I used to work for a Moodle host that also did custom plugin development.

The Moodle code base dates back to somewhere around 2000 ish, and comes with the baggage of the early days of PHP. The Moodle code is full of "no guard rails" style functions, where you do things like write strings directly out as HTML and write direct SQL queries. Couple this with the 'plugin hub' not really have any acceptance criteria, and you get hundreds (thousands?) of security vulnerabilities.

I think there's been a push to modernize things in the few years since I left, but it's hard to update a codebase that old.

The project is still in early stages but we think we can contribute in areas like user experience, dev experience, accessibility, features & AI.

For example Collaboration can be great for teachers who want to collaborate live on documents (just like Google Docs), a Blocks-based editor (like Notion) would mean unlimited content possibilities, AI search can help students grasp notions easily..

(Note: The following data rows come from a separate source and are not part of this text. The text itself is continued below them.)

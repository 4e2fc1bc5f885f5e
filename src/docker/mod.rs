//! Thin async wrapper over the `docker` command line
//!
//! Every call runs as a child process with a bounded deadline and observes
//! the caller's cancellation token. Output is returned trimmed; a non-zero
//! exit becomes `InfrastructureUnavailable` carrying docker's stderr.

use crate::cancel::{run_cancellable, CancellationToken};
use crate::error::{HarnessError, Result};
use chrono::{DateTime, SecondsFormat, Utc};
use std::collections::BTreeMap;
use std::path::PathBuf;
use std::process::Stdio;
use std::time::Duration;
use tokio::process::Command;

/// Label attached to every container and network a session creates
pub const SESSION_LABEL: &str = "reporter-harness.session";

/// Captured output of a successful docker invocation
#[derive(Debug, Clone, Default)]
pub struct CommandOutput {
    pub stdout: String,
    pub stderr: String,
}

/// One `-p` mapping. A `None` host port asks docker for an ephemeral one.
#[derive(Debug, Clone, Copy, PartialEq, Eq)]
pub struct PortBinding {
    pub container_port: u16,
    pub host_port: Option<u16>,
}

impl PortBinding {
    pub fn fixed(container_port: u16, host_port: u16) -> Self {
        Self {
            container_port,
            host_port: Some(host_port),
        }
    }

    pub fn ephemeral(container_port: u16) -> Self {
        Self {
            container_port,
            host_port: None,
        }
    }

    fn publish_arg(&self) -> String {
        match self.host_port {
            Some(host) => format!("127.0.0.1:{}:{}", host, self.container_port),
            None => format!("127.0.0.1::{}", self.container_port),
        }
    }
}

/// Everything needed for `docker run -d`
#[derive(Debug, Clone)]
pub struct ContainerSpec {
    pub name: String,
    pub image: String,
    pub network: String,
    pub alias: String,
    pub env: Vec<(String, String)>,
    pub ports: Vec<PortBinding>,
    pub labels: BTreeMap<String, String>,
    pub command: Vec<String>,
}

impl ContainerSpec {
    pub fn new(name: impl Into<String>, image: impl Into<String>, network: impl Into<String>) -> Self {
        let name = name.into();
        Self {
            alias: name.clone(),
            name,
            image: image.into(),
            network: network.into(),
            env: Vec::new(),
            ports: Vec::new(),
            labels: BTreeMap::new(),
            command: Vec::new(),
        }
    }

    pub fn alias(mut self, alias: impl Into<String>) -> Self {
        self.alias = alias.into();
        self
    }

    pub fn env(mut self, key: impl Into<String>, value: impl Into<String>) -> Self {
        self.env.push((key.into(), value.into()));
        self
    }

    pub fn port(mut self, binding: PortBinding) -> Self {
        self.ports.push(binding);
        self
    }

    pub fn label(mut self, key: impl Into<String>, value: impl Into<String>) -> Self {
        self.labels.insert(key.into(), value.into());
        self
    }

    pub fn command<I, S>(mut self, args: I) -> Self
    where
        I: IntoIterator<Item = S>,
        S: Into<String>,
    {
        self.command = args.into_iter().map(Into::into).collect();
        self
    }

    /// Arguments for `docker run`, in order
    pub fn run_args(&self) -> Vec<String> {
        let mut args = vec![
            "run".to_string(),
            "-d".to_string(),
            "--name".to_string(),
            self.name.clone(),
            "--network".to_string(),
            self.network.clone(),
            "--network-alias".to_string(),
            self.alias.clone(),
        ];
        for (key, value) in &self.labels {
            args.push("--label".to_string());
            args.push(format!("{}={}", key, value));
        }
        for (key, value) in &self.env {
            args.push("-e".to_string());
            args.push(format!("{}={}", key, value));
        }
        for binding in &self.ports {
            args.push("-p".to_string());
            args.push(binding.publish_arg());
        }
        args.push(self.image.clone());
        args.extend(self.command.iter().cloned());
        args
    }
}

/// Handle to the docker CLI
#[derive(Debug, Clone)]
pub struct DockerCli {
    binary: PathBuf,
    command_timeout: Duration,
}

impl DockerCli {
    pub fn new(binary: impl Into<PathBuf>, command_timeout: Duration) -> Self {
        Self {
            binary: binary.into(),
            command_timeout,
        }
    }

    /// Run `docker <args>` and return its output on success
    pub async fn run<S: AsRef<str>>(&self, args: &[S], cancel: &CancellationToken) -> Result<CommandOutput> {
        let args: Vec<&str> = args.iter().map(|a| a.as_ref()).collect();
        let verb = args.first().copied().unwrap_or_default().to_string();
        tracing::debug!(args = ?args, "docker");

        let mut cmd = Command::new(&self.binary);
        cmd.args(&args)
            .stdin(Stdio::null())
            .stdout(Stdio::piped())
            .stderr(Stdio::piped())
            .kill_on_drop(true);

        let timeout = self.command_timeout;
        let output = run_cancellable(cancel, async {
            tokio::time::timeout(timeout, cmd.output())
                .await
                .map_err(|_| HarnessError::timeout(format!("docker {}", verb), timeout))?
                .map_err(|e| {
                    HarnessError::InfrastructureUnavailable(format!(
                        "Failed to execute {}: {}",
                        self.binary.display(),
                        e
                    ))
                })
        })
        .await?;

        let stdout = String::from_utf8_lossy(&output.stdout).trim().to_string();
        let stderr = String::from_utf8_lossy(&output.stderr).trim().to_string();

        if !output.status.success() {
            return Err(HarnessError::InfrastructureUnavailable(format!(
                "docker {} failed: {}",
                verb, stderr
            )));
        }

        Ok(CommandOutput { stdout, stderr })
    }

    /// Server version; doubles as a daemon reachability check
    pub async fn version(&self, cancel: &CancellationToken) -> Result<String> {
        let out = self
            .run(&["version", "--format", "{{.Server.Version}}"], cancel)
            .await?;
        Ok(out.stdout)
    }

    /// `version`, with an absent binary or unreachable daemon reported as
    /// an unmet precondition rather than an infrastructure fault
    pub async fn ensure_daemon(&self, cancel: &CancellationToken) -> Result<String> {
        match self.version(cancel).await {
            Ok(version) => Ok(version),
            Err(HarnessError::Cancelled) => Err(HarnessError::Cancelled),
            Err(e) => Err(HarnessError::PreconditionUnmet(format!("Docker daemon not reachable: {}", e))),
        }
    }

    pub async fn network_create(
        &self,
        name: &str,
        labels: &BTreeMap<String, String>,
        cancel: &CancellationToken,
    ) -> Result<()> {
        let mut args = vec![
            "network".to_string(),
            "create".to_string(),
            "--driver".to_string(),
            "bridge".to_string(),
        ];
        for (key, value) in labels {
            args.push("--label".to_string());
            args.push(format!("{}={}", key, value));
        }
        args.push(name.to_string());
        self.run(&args, cancel).await?;
        Ok(())
    }

    pub async fn network_remove(&self, name: &str, cancel: &CancellationToken) -> Result<()> {
        match self.run(&["network", "rm", name], cancel).await {
            Err(HarnessError::InfrastructureUnavailable(msg)) if is_missing(&msg) => Ok(()),
            other => other.map(|_| ()),
        }
    }

    /// `docker run -d`, returning the container id
    pub async fn run_container(&self, spec: &ContainerSpec, cancel: &CancellationToken) -> Result<String> {
        let out = self.run(&spec.run_args(), cancel).await?;
        out.stdout
            .lines()
            .last()
            .map(|id| id.trim().to_string())
            .filter(|id| !id.is_empty())
            .ok_or_else(|| {
                HarnessError::InfrastructureUnavailable(format!(
                    "docker run for {} returned no container id",
                    spec.name
                ))
            })
    }

    pub async fn stop(&self, id: &str, grace_secs: u32, cancel: &CancellationToken) -> Result<()> {
        self.run(&["stop", "-t", &grace_secs.to_string(), id], cancel)
            .await?;
        Ok(())
    }

    pub async fn start(&self, id: &str, cancel: &CancellationToken) -> Result<()> {
        self.run(&["start", id], cancel).await?;
        Ok(())
    }

    /// Force-remove a container together with its anonymous volumes
    pub async fn remove(&self, id: &str, cancel: &CancellationToken) -> Result<()> {
        match self.run(&["rm", "-f", "-v", id], cancel).await {
            Err(HarnessError::InfrastructureUnavailable(msg)) if is_missing(&msg) => Ok(()),
            other => other.map(|_| ()),
        }
    }

    /// Host port published for `container_port/tcp`
    pub async fn port(&self, id: &str, container_port: u16, cancel: &CancellationToken) -> Result<u16> {
        let out = self
            .run(&["port", id, &format!("{}/tcp", container_port)], cancel)
            .await?;
        parse_port_output(&out.stdout).ok_or_else(|| {
            HarnessError::InfrastructureUnavailable(format!(
                "No host port published for {}/tcp on {}",
                container_port, id
            ))
        })
    }

    /// Container logs (both streams), optionally only those after `since`
    pub async fn logs_since(
        &self,
        id: &str,
        since: Option<DateTime<Utc>>,
        cancel: &CancellationToken,
    ) -> Result<String> {
        let mut args = vec!["logs".to_string()];
        if let Some(since) = since {
            args.push("--since".to_string());
            args.push(since.to_rfc3339_opts(SecondsFormat::Nanos, true));
        }
        args.push(id.to_string());
        let out = self.run(&args, cancel).await?;
        Ok(format!("{}\n{}", out.stdout, out.stderr))
    }

    pub async fn exec(&self, id: &str, command: &[&str], cancel: &CancellationToken) -> Result<CommandOutput> {
        let mut args = vec!["exec", id];
        args.extend_from_slice(command);
        self.run(&args, cancel).await
    }

    /// Value of `.State.Status` (`running`, `exited`, ...)
    pub async fn state(&self, id: &str, cancel: &CancellationToken) -> Result<String> {
        let out = self
            .run(&["inspect", "-f", "{{.State.Status}}", id], cancel)
            .await?;
        Ok(out.stdout)
    }

    /// Ids of every container, running or not, carrying `key=value`
    pub async fn containers_with_label(
        &self,
        key: &str,
        value: &str,
        cancel: &CancellationToken,
    ) -> Result<Vec<String>> {
        let filter = format!("label={}={}", key, value);
        let out = self
            .run(&["ps", "-a", "-q", "--filter", &filter], cancel)
            .await?;
        Ok(split_ids(&out.stdout))
    }

    /// Names of every network carrying `key=value`
    pub async fn networks_with_label(
        &self,
        key: &str,
        value: &str,
        cancel: &CancellationToken,
    ) -> Result<Vec<String>> {
        let out = self.run(&network_ls_args(key, value), cancel).await?;
        Ok(split_ids(&out.stdout))
    }
}

// `-q` would override `--format` and yield ids
fn network_ls_args(key: &str, value: &str) -> Vec<String> {
    vec![
        "network".to_string(),
        "ls".to_string(),
        "--format".to_string(),
        "{{.Name}}".to_string(),
        "--filter".to_string(),
        format!("label={}={}", key, value),
    ]
}

/// Parse `docker port` output such as `0.0.0.0:49153\n[::]:49153`
pub fn parse_port_output(output: &str) -> Option<u16> {
    output
        .lines()
        .filter_map(|line| line.trim().rsplit_once(':'))
        .find_map(|(_, port)| port.parse().ok())
}

fn split_ids(stdout: &str) -> Vec<String> {
    stdout
        .lines()
        .map(str::trim)
        .filter(|l| !l.is_empty())
        .map(String::from)
        .collect()
}

fn is_missing(stderr: &str) -> bool {
    let lower = stderr.to_lowercase();
    lower.contains("no such") || lower.contains("not found")
}

#[cfg(test)]
mod tests {
    use super::*;

    #[test]
    fn test_parse_port_output() {
        assert_eq!(parse_port_output("127.0.0.1:49153"), Some(49153));
        assert_eq!(parse_port_output("0.0.0.0:32768\n[::]:32768\n"), Some(32768));
        assert_eq!(parse_port_output(""), None);
        assert_eq!(parse_port_output("garbage"), None);
    }

    #[test]
    fn test_run_args_layout() {
        let spec = ContainerSpec::new("rh-abc-cache", "valkey/valkey:8-alpine", "rh-net")
            .alias("cache")
            .label(SESSION_LABEL, "abc")
            .env("A", "1")
            .port(PortBinding::fixed(6379, 36379))
            .port(PortBinding::ephemeral(8474))
            .command(["valkey-server", "--requirepass", "pw"]);

        let args = spec.run_args();
        assert_eq!(&args[..2], &["run", "-d"]);
        assert!(args.windows(2).any(|w| w == ["--network-alias", "cache"]));
        assert!(args.windows(2).any(|w| w == ["--label", "reporter-harness.session=abc"]));
        assert!(args.windows(2).any(|w| w == ["-p", "127.0.0.1:36379:6379"]));
        assert!(args.windows(2).any(|w| w == ["-p", "127.0.0.1::8474"]));

        let image_at = args.iter().position(|a| a == "valkey/valkey:8-alpine").unwrap();
        assert_eq!(&args[image_at + 1..], &["valkey-server", "--requirepass", "pw"]);
    }

    #[test]
    fn test_missing_resource_detection() {
        assert!(is_missing("Error: No such container: abc"));
        assert!(is_missing("network rh-x not found"));
        assert!(!is_missing("permission denied"));
    }

    #[tokio::test]
    async fn test_missing_binary_is_infrastructure_error() {
        let docker = DockerCli::new("/nonexistent/docker-binary", Duration::from_secs(5));
        let err = docker
            .version(&CancellationToken::new())
            .await
            .unwrap_err();
        assert!(matches!(err, HarnessError::InfrastructureUnavailable(_)));
    }

    #[tokio::test]
    async fn test_missing_daemon_is_precondition() {
        let docker = DockerCli::new("/nonexistent/docker-binary", Duration::from_secs(5));
        let err = docker
            .ensure_daemon(&CancellationToken::new())
            .await
            .unwrap_err();
        assert!(matches!(err, HarnessError::PreconditionUnmet(_)));
    }

    #[test]
    fn test_network_listing_prints_names() {
        let args = network_ls_args(SESSION_LABEL, "abc");
        assert!(!args.iter().any(|a| a == "-q"));
        assert!(args.windows(2).any(|w| w == ["--format", "{{.Name}}"]));
        assert!(args.windows(2).any(|w| w == ["--filter", "label=reporter-harness.session=abc"]));
    }
}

Providing a better developer experience for people that want to develop on top of learnhouse or self-host it in something like Kubernetes & Cloud is a top priority too.

We're just laying the foundations of the LMS and we'll work on new features and guides soon, we would love to hear about some of your recommendations ^^

Is this targeted at large orgs? It seems like many universities use MS products that include user management. So, I’m not creating a separate account, but signing in with MS. Is that implemented?
Here is a killer LMS feature: instructor uploads PDF of this week's reading, and the LLM generates a 20 question assessment with randomized multiple-choice questions.

Or how about thinking deeply about assessment questions that are semi-resistant to LLMs? Justin Wolfers just did a webinar where he talked about visual questions (line moving) as being the most resistant economics questions to LLMs. What about designing from the ground-up to use elements that are LLM-resistant?

Do a really good job of implementing LTI (semi-complex standard) so you can instantly integrate third-party apps. Takes pressure off you to build every tool/feature.